HalFTeen commented 1 year ago

I writed my own makefile in dir: text/flashlight/lib/text/test/decoder, only for compiling the file DecoderTest.cpp alone, because i am instreasted in ctc decoder with lm. it works well. and i cout the time cost for function: decoder.decode(emission.data(), T, N); it costs 11.63s. it's too high. have you test the rate of time factor? look forward your reply. thanks.

jacobkahn commented 1 year ago

@HalFTeen — the build issue you've pasted is a problem with CMake finding a threading library on your machine; it can't link to pthread. Can you share your OS version?

With respect to decoder performance, a few questions:

  1. Did you build with optimizations flags at compile time with your Makefile?
  2. I'd try to use CMake if you can and fix the existing issue -- if you pass CMAKE_BUILD_TYPE=RelWithDebInfo (or Release), performance should improve by orders of magnitude.
  3. The CTC decoder has been extensively tested and benchmarked -- I'd check your build configuration and/or the size of your inputs.
HalFTeen commented 1 year ago

thanks to your reply. i fix the existing issues by:

  1. change boost version 1.75.0 to 1.81.0.
  2. set compiling options in cmakelist:
    link_libraries(stdc++fs)
    add_compile_options(-D_GLIBCXX_USE_CXX11_ABI=0)
    set(CMAKE_BUILD_TYPE RelWithDebInfo)

    your suggestion(CMAKE_BUILD_TYPE=RelWithDebInfo) is helpful to improve the performance from 11.63s to 2s.

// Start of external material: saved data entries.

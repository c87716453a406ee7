//! Configuration types for catalog building.
//!
//! All types implement [`serde::Deserialize`] so they can be loaded from an
//! external TOML file; every section and field has a default.
//!
//! # Overview
//!
//! - [`AppConfig`] - Top-level configuration combining the sections below.
//! - [`CatalogConfig`] - How the catalog is built.
//! - [`SourceConfig`] - Where versioned schema snapshots are found locally.
//!
//! # Example
//!
//! ```
//! # use nxschema::config::AppConfig;
//! # use nxschema_core::FlattenMode;
//! let config = AppConfig::default();
//! assert_eq!(config.catalog().flatten(), FlattenMode::SingleHop);
//! assert_eq!(config.source().document(), "nxdl.xsd");
//! ```

use std::path::{Path, PathBuf};

use serde::Deserialize;

use nxschema_core::FlattenMode;

/// Top-level application configuration.
#[derive(Debug, Clone, Default, Deserialize)]
pub struct AppConfig {
    /// Catalog build section.
    #[serde(default)]
    catalog: CatalogConfig,

    /// Schema source section.
    #[serde(default)]
    source: SourceConfig,
}

impl AppConfig {
    pub fn new(catalog: CatalogConfig, source: SourceConfig) -> Self {
        Self { catalog, source }
    }

    /// Returns the catalog configuration.
    pub fn catalog(&self) -> &CatalogConfig {
        &self.catalog
    }

    /// Returns the schema source configuration.
    pub fn source(&self) -> &SourceConfig {
        &self.source
    }
}

/// Catalog build options.
#[derive(Debug, Clone, Default, Deserialize)]
pub struct CatalogConfig {
    /// [`FlattenMode`] for named simple types.
    #[serde(default)]
    flatten: FlattenMode,
}

impl CatalogConfig {
    pub fn new(flatten: FlattenMode) -> Self {
        Self { flatten }
    }

    pub fn flatten(&self) -> FlattenMode {
        self.flatten
    }
}

/// Local lookup of versioned schema snapshots.
///
/// A snapshot for version `v` lives at `<cache_dir>/<v>/<document>`.
#[derive(Debug, Clone, Deserialize)]
pub struct SourceConfig {
    /// Directory holding one subdirectory per version reference.
    #[serde(default)]
    cache_dir: Option<PathBuf>,

    /// File name of the schema document inside a snapshot.
    #[serde(default = "default_document")]
    document: String,
}

fn default_document() -> String {
    "nxdl.xsd".to_string()
}

impl Default for SourceConfig {
    fn default() -> Self {
        Self {
            cache_dir: None,
            document: default_document(),
        }
    }
}

impl SourceConfig {
    pub fn new(cache_dir: Option<PathBuf>, document: impl Into<String>) -> Self {
        Self {
            cache_dir,
            document: document.into(),
        }
    }

    /// Returns the snapshot cache directory, if one is configured.
    pub fn cache_dir(&self) -> Option<&Path> {
        self.cache_dir.as_deref()
    }

    /// Returns the schema document file name.
    pub fn document(&self) -> &str {
        &self.document
    }
}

  3. add the boost path before cmake: Boost_DIR=/path/to/your/Boost/ cmake ..

the file TN.bin saves the T & N, which T means frame numbers and N means syllable numbers in letters.lst, the file emission.bin saves the am scores, is it right?. but i am wonder what the file transition.bin means? Dose it seem to transition score in hmm decoder?

jacobkahn commented 1 year ago

@HalFTeen -- transitions.bin stores token level transition scores and is optional. It could represent scores in a decoder for a model trained with the AutoSegmentation Criterion (ASG) or with an HMM-style decoder, either way; it's intended to be general.

jacobkahn commented 1 year ago

@HalFTeen -- transitions.bin stores token level transition scores and is optional. It could represent scores in a decoder for a model trained with the AutoSegmentation Criterion (ASG) or with an HMM-style decoder, either way; it's intended to be general.

jacobkahn commented 1 year ago

@HalFTeen -- transitions.bin stores token level transition scores and is optional. It could represent scores in a decoder for a model trained with the AutoSegmentation Criterion (ASG) or with an HMM-style decoder, either way; it's intended to be general.